▶ _Dataset items_
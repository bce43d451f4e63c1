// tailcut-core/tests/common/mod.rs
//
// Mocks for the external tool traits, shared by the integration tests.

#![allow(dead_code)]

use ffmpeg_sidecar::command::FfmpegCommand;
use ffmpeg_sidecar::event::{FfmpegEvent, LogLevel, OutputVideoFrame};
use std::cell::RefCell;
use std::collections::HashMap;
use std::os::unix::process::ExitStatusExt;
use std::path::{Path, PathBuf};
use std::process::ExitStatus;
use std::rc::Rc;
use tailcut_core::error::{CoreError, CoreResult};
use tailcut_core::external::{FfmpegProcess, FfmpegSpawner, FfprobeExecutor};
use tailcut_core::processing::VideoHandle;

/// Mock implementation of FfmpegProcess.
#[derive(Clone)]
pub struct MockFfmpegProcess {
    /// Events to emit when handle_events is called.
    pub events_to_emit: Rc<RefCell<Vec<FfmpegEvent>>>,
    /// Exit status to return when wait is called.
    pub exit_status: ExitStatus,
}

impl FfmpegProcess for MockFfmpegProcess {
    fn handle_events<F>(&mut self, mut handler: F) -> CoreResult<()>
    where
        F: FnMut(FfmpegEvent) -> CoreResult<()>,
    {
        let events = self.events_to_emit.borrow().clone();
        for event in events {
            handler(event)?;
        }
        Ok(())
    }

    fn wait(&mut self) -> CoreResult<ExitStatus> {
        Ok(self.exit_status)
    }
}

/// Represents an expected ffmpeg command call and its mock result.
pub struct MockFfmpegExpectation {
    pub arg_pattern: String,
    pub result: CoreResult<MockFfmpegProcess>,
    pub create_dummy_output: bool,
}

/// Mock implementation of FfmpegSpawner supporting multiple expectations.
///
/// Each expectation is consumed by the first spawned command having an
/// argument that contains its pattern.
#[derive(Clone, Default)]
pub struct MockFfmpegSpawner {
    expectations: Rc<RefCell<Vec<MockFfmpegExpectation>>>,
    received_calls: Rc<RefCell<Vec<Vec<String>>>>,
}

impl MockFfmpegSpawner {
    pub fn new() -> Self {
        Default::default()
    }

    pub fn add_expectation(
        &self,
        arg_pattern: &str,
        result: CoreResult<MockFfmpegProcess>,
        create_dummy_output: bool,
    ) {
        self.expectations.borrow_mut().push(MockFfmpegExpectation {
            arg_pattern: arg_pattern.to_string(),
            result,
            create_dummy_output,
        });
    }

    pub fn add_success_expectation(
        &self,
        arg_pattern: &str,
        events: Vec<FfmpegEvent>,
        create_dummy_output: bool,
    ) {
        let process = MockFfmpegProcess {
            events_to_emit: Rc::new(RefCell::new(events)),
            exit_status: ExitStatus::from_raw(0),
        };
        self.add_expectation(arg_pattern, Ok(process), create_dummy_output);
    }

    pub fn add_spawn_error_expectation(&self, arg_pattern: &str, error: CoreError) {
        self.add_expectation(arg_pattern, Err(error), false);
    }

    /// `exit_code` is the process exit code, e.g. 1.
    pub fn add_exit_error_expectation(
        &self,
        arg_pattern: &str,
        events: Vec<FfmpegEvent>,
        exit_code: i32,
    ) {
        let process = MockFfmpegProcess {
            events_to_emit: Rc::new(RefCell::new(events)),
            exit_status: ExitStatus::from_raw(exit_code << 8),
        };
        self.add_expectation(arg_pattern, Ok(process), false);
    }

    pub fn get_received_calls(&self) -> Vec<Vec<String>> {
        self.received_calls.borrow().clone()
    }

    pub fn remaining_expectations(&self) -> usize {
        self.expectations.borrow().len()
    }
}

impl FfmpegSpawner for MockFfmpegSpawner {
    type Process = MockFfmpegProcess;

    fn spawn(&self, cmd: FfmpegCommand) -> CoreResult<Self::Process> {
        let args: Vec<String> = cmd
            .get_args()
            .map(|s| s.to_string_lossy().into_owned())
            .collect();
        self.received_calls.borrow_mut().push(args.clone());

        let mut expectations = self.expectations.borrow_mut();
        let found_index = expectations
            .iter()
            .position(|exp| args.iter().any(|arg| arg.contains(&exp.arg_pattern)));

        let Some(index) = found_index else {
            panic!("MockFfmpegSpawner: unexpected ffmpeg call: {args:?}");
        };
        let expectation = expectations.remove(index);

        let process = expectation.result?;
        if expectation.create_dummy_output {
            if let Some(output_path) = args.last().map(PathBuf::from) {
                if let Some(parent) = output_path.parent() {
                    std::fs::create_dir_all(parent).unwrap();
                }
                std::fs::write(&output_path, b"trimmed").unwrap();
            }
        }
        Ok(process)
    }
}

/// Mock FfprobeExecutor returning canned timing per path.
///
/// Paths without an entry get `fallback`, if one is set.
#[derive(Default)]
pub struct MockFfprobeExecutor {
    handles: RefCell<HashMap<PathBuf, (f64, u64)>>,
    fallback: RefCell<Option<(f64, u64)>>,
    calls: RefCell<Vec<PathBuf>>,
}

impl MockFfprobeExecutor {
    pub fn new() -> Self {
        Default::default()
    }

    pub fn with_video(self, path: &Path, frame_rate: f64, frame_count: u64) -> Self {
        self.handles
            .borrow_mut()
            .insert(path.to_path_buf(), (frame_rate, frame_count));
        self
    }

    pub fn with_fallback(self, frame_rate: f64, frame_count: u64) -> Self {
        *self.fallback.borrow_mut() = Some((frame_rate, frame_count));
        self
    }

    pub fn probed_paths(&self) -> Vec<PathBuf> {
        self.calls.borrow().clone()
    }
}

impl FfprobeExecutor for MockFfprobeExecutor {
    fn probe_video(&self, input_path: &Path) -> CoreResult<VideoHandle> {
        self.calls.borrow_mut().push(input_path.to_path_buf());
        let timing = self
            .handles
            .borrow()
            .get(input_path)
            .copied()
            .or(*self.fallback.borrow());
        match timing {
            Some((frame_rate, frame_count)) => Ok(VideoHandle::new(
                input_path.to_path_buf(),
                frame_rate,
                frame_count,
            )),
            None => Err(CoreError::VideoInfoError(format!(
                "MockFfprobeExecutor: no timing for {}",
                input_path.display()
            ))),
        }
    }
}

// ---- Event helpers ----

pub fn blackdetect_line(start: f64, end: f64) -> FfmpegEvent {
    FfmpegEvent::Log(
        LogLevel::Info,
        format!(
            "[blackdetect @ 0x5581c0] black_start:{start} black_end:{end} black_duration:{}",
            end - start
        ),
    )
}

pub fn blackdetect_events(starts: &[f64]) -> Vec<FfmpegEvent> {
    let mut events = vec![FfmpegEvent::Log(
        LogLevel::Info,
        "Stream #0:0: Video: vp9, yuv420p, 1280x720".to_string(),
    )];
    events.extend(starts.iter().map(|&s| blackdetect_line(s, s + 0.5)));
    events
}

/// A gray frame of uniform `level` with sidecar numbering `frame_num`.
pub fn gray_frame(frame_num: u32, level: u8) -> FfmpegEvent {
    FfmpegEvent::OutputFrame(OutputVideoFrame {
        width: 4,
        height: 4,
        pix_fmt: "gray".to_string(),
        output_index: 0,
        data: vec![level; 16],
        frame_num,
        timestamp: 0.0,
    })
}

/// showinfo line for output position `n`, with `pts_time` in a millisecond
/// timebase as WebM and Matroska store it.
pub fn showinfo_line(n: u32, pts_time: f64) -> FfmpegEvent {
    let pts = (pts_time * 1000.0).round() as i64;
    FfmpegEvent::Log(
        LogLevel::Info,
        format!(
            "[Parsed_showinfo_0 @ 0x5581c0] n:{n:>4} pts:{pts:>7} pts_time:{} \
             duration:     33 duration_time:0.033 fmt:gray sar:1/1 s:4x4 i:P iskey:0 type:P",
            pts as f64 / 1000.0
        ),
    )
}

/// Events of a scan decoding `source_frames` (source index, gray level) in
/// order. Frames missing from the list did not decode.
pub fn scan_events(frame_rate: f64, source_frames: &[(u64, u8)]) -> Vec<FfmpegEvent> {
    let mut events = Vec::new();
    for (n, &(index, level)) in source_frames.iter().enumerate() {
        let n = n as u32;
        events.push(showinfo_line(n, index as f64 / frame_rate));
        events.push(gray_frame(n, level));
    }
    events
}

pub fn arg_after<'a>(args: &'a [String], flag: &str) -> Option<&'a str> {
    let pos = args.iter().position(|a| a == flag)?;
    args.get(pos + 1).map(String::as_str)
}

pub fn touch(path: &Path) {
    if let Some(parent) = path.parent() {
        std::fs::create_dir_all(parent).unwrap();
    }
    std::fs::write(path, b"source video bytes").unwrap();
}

▶ _Required work_
If a line in the entries above holds the word "parent", count it; then report the total alone.

▶ _Answer below_
4